> **Work required**:
Where does the string "volume" appear in the records? Copy each line that holds it.

> **Material provided**:

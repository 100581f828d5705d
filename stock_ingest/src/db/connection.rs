//! Connection helpers.
//!
//! [`connect_sqlite`] opens a SQLite database and applies the PRAGMAs the
//! loaders rely on: WAL journaling, foreign_keys=ON, and a 5000ms busy_timeout.
//! [`connect`] dispatches on the URL scheme and returns a [`DbConnection`].
//!
//! Example:
//! ```no_run
//! use stock_ingest::db::connection::connect_sqlite;
//!
//! let path = std::env::temp_dir().join("stock_ingest_example.db");
//! let _conn = connect_sqlite(path.to_str().unwrap()).expect("open sqlite");
//! ```

use diesel::{Connection, RunQueryDsl, SqliteConnection, sql_query};

use crate::error::LoadError;

/// An open connection to one of the compiled-in backends.
pub enum DbConnection {
    /// SQLite file or in-memory database.
    Sqlite(SqliteConnection),
    /// PostgreSQL server.
    #[cfg(feature = "postgres")]
    Postgres(diesel::PgConnection),
}

impl DbConnection {
    /// Short backend name for log lines.
    pub fn backend(&self) -> &'static str {
        match self {
            DbConnection::Sqlite(_) => "sqlite",
            #[cfg(feature = "postgres")]
            DbConnection::Postgres(_) => "postgres",
        }
    }
}

/// Open a SQLite connection and apply connection-wide PRAGMAs.
pub fn connect_sqlite(database_url: &str) -> Result<SqliteConnection, LoadError> {
    let mut conn = SqliteConnection::establish(database_url)?;

    sql_query("PRAGMA journal_mode=WAL;").execute(&mut conn)?;
    sql_query("PRAGMA foreign_keys=ON;").execute(&mut conn)?;
    sql_query("PRAGMA busy_timeout=5000;").execute(&mut conn)?;
    Ok(conn)
}

/// Open a connection for `database_url`.
///
/// `postgres://` and `postgresql://` go to PostgreSQL; `sqlite:` prefixed
/// URLs, bare paths and `:memory:` go to SQLite. Any other scheme is rejected.
pub fn connect(database_url: &str) -> Result<DbConnection, LoadError> {
    let url = database_url.trim();
    if url.starts_with("postgres://") || url.starts_with("postgresql://") {
        return connect_postgres(url);
    }
    if let Some(path) = url.strip_prefix("sqlite://") {
        return Ok(DbConnection::Sqlite(connect_sqlite(path)?));
    }
    if let Some(path) = url.strip_prefix("sqlite:") {
        return Ok(DbConnection::Sqlite(connect_sqlite(path)?));
    }
    if let Some((scheme, _)) = url.split_once("://") {
        if scheme != "file" {
            return Err(LoadError::UnsupportedUrl(format!("{scheme}://…")));
        }
    }
    Ok(DbConnection::Sqlite(connect_sqlite(url)?))
}

#[cfg(feature = "postgres")]
fn connect_postgres(url: &str) -> Result<DbConnection, LoadError> {
    Ok(DbConnection::Postgres(diesel::PgConnection::establish(url)?))
}

#[cfg(not(feature = "postgres"))]
fn connect_postgres(_url: &str) -> Result<DbConnection, LoadError> {
    Err(LoadError::UnsupportedUrl(
        "postgres (built without the `postgres` feature)".to_string(),
    ))
}

#[cfg(test)]
mod tests {
    use super::*;

    #[test]
    fn memory_url_opens_sqlite() {
        let conn = connect(":memory:").expect("in-memory sqlite");
        assert_eq!(conn.backend(), "sqlite");
    }

    #[test]
    fn sqlite_prefix_is_stripped() {
        let dir = tempfile::TempDir::new().unwrap();
        let path = dir.path().join("prefixed.db");
        let url = format!("sqlite:{}", path.display());

        let conn = connect(&url).expect("sqlite url");
        assert_eq!(conn.backend(), "sqlite");
        assert!(path.exists());
    }

    #[test]
    fn unknown_scheme_is_rejected() {
        let err = connect("mysql://root:pw@localhost:3306/stock_data_db")
            .err()
            .expect("mysql is not a compiled backend");
        assert!(matches!(err, LoadError::UnsupportedUrl(ref s) if s == "mysql://…"));
    }

    #[cfg(not(feature = "postgres"))]
    #[test]
    fn postgres_needs_feature() {
        let err = connect("postgres://u:p@localhost/db").err().expect("feature off");
        assert!(matches!(err, LoadError::UnsupportedUrl(_)));
    }
}
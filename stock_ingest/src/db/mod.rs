//! Database connection utilities.
//!
//! This module provides:
//! - [`connection::connect_sqlite`]: SQLite with WAL, foreign_keys=ON, and a 5000ms busy_timeout.
//! - [`connection::connect`]: scheme-based dispatch to SQLite or, with the `postgres`
//!   feature, PostgreSQL.
//!
//! Tables are expected to exist already; this crate does not manage schema.
//!
//! Note: Building with PostgreSQL support requires the system libpq (e.g., libpq-dev on Debian/Ubuntu).

pub mod connection;

pub use connection::{DbConnection, connect, connect_sqlite};
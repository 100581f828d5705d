use std::path::PathBuf;

use anyhow::{Context, Result};
use clap::{Args, Parser, Subcommand};
use stock_ingest::config::DbConfig;
use stock_ingest::db::{self, DbConnection};
use stock_ingest::{IngestStore, prices, tickers};
use tracing_subscriber::EnvFilter;

#[derive(Parser)]
#[command(version, about = "Load stock price history and ticker reference data")]
struct Cli {
    /// Optional env file with DB_STOCK_DATA_* settings
    #[arg(long, value_name = "FILE", default_value = ".env.local")]
    env_file: PathBuf,

    /// Connection URL; overrides DB_STOCK_DATA_* settings
    #[arg(long, value_name = "URL")]
    database_url: Option<String>,

    #[command(subcommand)]
    cmd: Cmd,
}

#[derive(Subcommand)]
enum Cmd {
    /// Load every <TICKER>.csv in a directory into stock_data
    Prices {
        #[arg(long, value_name = "DIR", default_value = "stock_market_data/sp500/csv")]
        dir: PathBuf,
    },
    /// Load the company reference CSV into tickers
    Tickers {
        #[arg(long, value_name = "FILE", default_value = "sp500-companies.csv")]
        file: PathBuf,
    },
    /// Print stored bars for one ticker
    History(HistoryArgs),
}

#[derive(Args)]
struct HistoryArgs {
    #[arg(long)]
    ticker: String,
    /// Only show the most recent N bars
    #[arg(long)]
    limit: Option<usize>,
}

fn main() -> Result<()> {
    let cli = Cli::parse();

    // 1) Settings: env file first (it may carry RUST_LOG), real environment wins
    let env_loaded = shared_utils::load_env_file(&cli.env_file)?;

    tracing_subscriber::fmt()
        .with_env_filter(
            EnvFilter::try_from_default_env().unwrap_or_else(|_| EnvFilter::new("stock_ingest=info")),
        )
        .init();

    if env_loaded {
        tracing::debug!(path = %cli.env_file.display(), "loaded env file");
    }
    let cfg = DbConfig::from_env()?;
    let (url, shown) = match &cli.database_url {
        Some(url) => (url.clone(), url.clone()),
        None => (cfg.database_url(), cfg.redacted_url()),
    };

    // 2) One connection for the whole run, dropped on exit
    let conn = db::connect(&url).with_context(|| format!("connecting to {shown}"))?;
    tracing::info!(backend = conn.backend(), "connected to {shown}");

    match conn {
        DbConnection::Sqlite(mut c) => run(&mut c, cli.cmd),
        #[cfg(feature = "postgres")]
        DbConnection::Postgres(mut c) => run(&mut c, cli.cmd),
    }
}

fn run<S: IngestStore>(store: &mut S, cmd: Cmd) -> Result<()> {
    match cmd {
        Cmd::Prices { dir } => {
            let summary = prices::load_price_dir(store, &dir)?;
            for line in summary.report_lines() {
                println!("{line}");
            }
        }
        Cmd::Tickers { file } => {
            let summary = tickers::load_ticker_file(store, &file)?;
            for line in summary.report_lines() {
                println!("{line}");
            }
        }
        Cmd::History(HistoryArgs { ticker, limit }) => {
            let ticker = ticker.trim().to_uppercase();
            let bars = store.price_history(&ticker)?;
            let skip = limit.map_or(0, |n| bars.len().saturating_sub(n));

            if let Some(info) = store.find_ticker(&ticker)? {
                println!("{}: {} ({} / {})", info.ticker, info.company_name, info.industry, info.sub_industry);
            }
            println!("date,open,high,low,close,adj_close,volume");
            for bar in bars.iter().skip(skip) {
                println!(
                    "{},{},{},{},{},{},{}",
                    bar.date,
                    fmt_opt(bar.open),
                    fmt_opt(bar.high),
                    fmt_opt(bar.low),
                    fmt_opt(bar.close),
                    bar.adj_close,
                    fmt_opt(bar.volume)
                );
            }
            println!("{} bars for {ticker}", store.count_prices(&ticker)?);
        }
    }
    Ok(())
}

fn fmt_opt<T: ToString>(v: Option<T>) -> String {
    v.map(|x| x.to_string()).unwrap_or_default()
}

> **Answer to the exercise**:
            println!("date,open,high,low,close,adj_close,volume");
                    fmt_opt(bar.volume)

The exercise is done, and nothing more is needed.